- [DATA FOR REVIEW]:
- - - - -

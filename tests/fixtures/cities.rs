//! Well-known city coordinates for the integration suites.
//!
//! Coordinates from GeoNames, rounded to 5 decimal places (the polyline
//! codec's precision) so encode/decode round-trips compare exactly.

use geocoord::Point;

/// A named reference coordinate.
#[derive(Debug, Clone)]
pub struct City {
    pub name: &'static str,
    pub lat: f64,
    pub lng: f64,
}

impl City {
    pub const fn new(name: &'static str, lat: f64, lng: f64) -> Self {
        Self { name, lat, lng }
    }

    pub fn point(&self) -> Point {
        Point::new(self.lat, self.lng)
    }
}

pub const CITIES: &[City] = &[
    City::new("Las Vegas", 36.17497, -115.13722),
    City::new("Los Angeles", 34.05223, -118.24368),
    City::new("New York", 40.71427, -74.00597),
    City::new("London", 51.50853, -0.12574),
    City::new("Sydney", -33.86785, 151.20732),
    City::new("Quito", -0.22985, -78.52495),
    City::new("Reykjavik", 64.13548, -21.89541),
];
//! Test fixtures for geocoord.
//!
//! Named real-world coordinates shared by the integration suites.

pub mod cities;

pub use cities::*;
//! Dispatch execution
//!
//! The three-way branch itself, kept separate from the builder state.

use std::panic::Location;

use super::builder::Dispatch;
use crate::error::DispatchResult;
use crate::scope::Scope;
use crate::sink::{DispatchRecord, Disposition};

impl Dispatch {
    /// Execute the configured dispatch against `scope`.
    ///
    /// Resolves the outcome (precomputed error, or the operation's result,
    /// or nothing), then routes control to at most one continuation:
    ///
    /// 1. error + escalation handler: the handler promotes the error and
    ///    the fatal value is returned as `Err`. Non-recoverable by
    ///    contract.
    /// 2. error + failure continuation: the continuation runs with the
    ///    scope; returns `Ok(Disposition::Failed)`.
    /// 3. success + success continuation: the continuation runs with the
    ///    scope; returns `Ok(Disposition::Succeeded)`.
    ///
    /// With neither a precomputed error nor an operation the dispatch is a
    /// no-op and returns `Ok(Disposition::Skipped)`. When verbose, exactly
    /// one record tagged with the call site reaches the sink before any
    /// continuation runs.
    #[track_caller]
    pub fn run(self, scope: &Scope) -> DispatchResult {
        let caller = Location::caller();
        let Dispatch {
            precomputed,
            operation,
            on_success,
            on_failure,
            escalation,
            verbose,
            success_message,
            failure_message,
            sink,
        } = self;

        // A precomputed error always suppresses the operation.
        let outcome = match (precomputed, operation) {
            (Some(err), _) => Some(Err(err)),
            (None, Some(operation)) => Some(operation(scope)),
            (None, None) => None,
        };

        let Some(outcome) = outcome else {
            if verbose {
                sink.record(&DispatchRecord {
                    disposition: Disposition::Skipped,
                    message: None,
                    error: None,
                    caller,
                });
            }
            return Ok(Disposition::Skipped);
        };

        match outcome {
            Ok(()) => {
                if verbose {
                    sink.record(&DispatchRecord {
                        disposition: Disposition::Succeeded,
                        message: success_message.as_deref(),
                        error: None,
                        caller,
                    });
                }
                if let Some(continuation) = on_success {
                    continuation(scope);
                }
                Ok(Disposition::Succeeded)
            }
            Err(err) => {
                let disposition = if escalation.is_some() {
                    Disposition::Escalated
                } else {
                    Disposition::Failed
                };
                if verbose {
                    let text = err.to_string();
                    sink.record(&DispatchRecord {
                        disposition,
                        message: failure_message.as_deref(),
                        error: Some(&text),
                        caller,
                    });
                }
                if let Some(escalation) = escalation {
                    return Err(escalation(err));
                }
                if let Some(continuation) = on_failure {
                    continuation(scope);
                }
                Ok(Disposition::Failed)
            }
        }
    }
}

- - - - -

- [ACTIVITY]: Here the job is to set down exactly the lines of the material above that fall between the one with "use super::builder::Dispatch;" and the one with "Resolves the outcome", inclusive, and nothing beyond them.

- [RESPONSE AREA]:
use super::builder::Dispatch;
use crate::error::DispatchResult;
use crate::scope::Scope;
use crate::sink::{DispatchRecord, Disposition};

impl Dispatch {
    /// Execute the configured dispatch against `scope`.
    ///
    /// Resolves the outcome (precomputed error, or the operation's result,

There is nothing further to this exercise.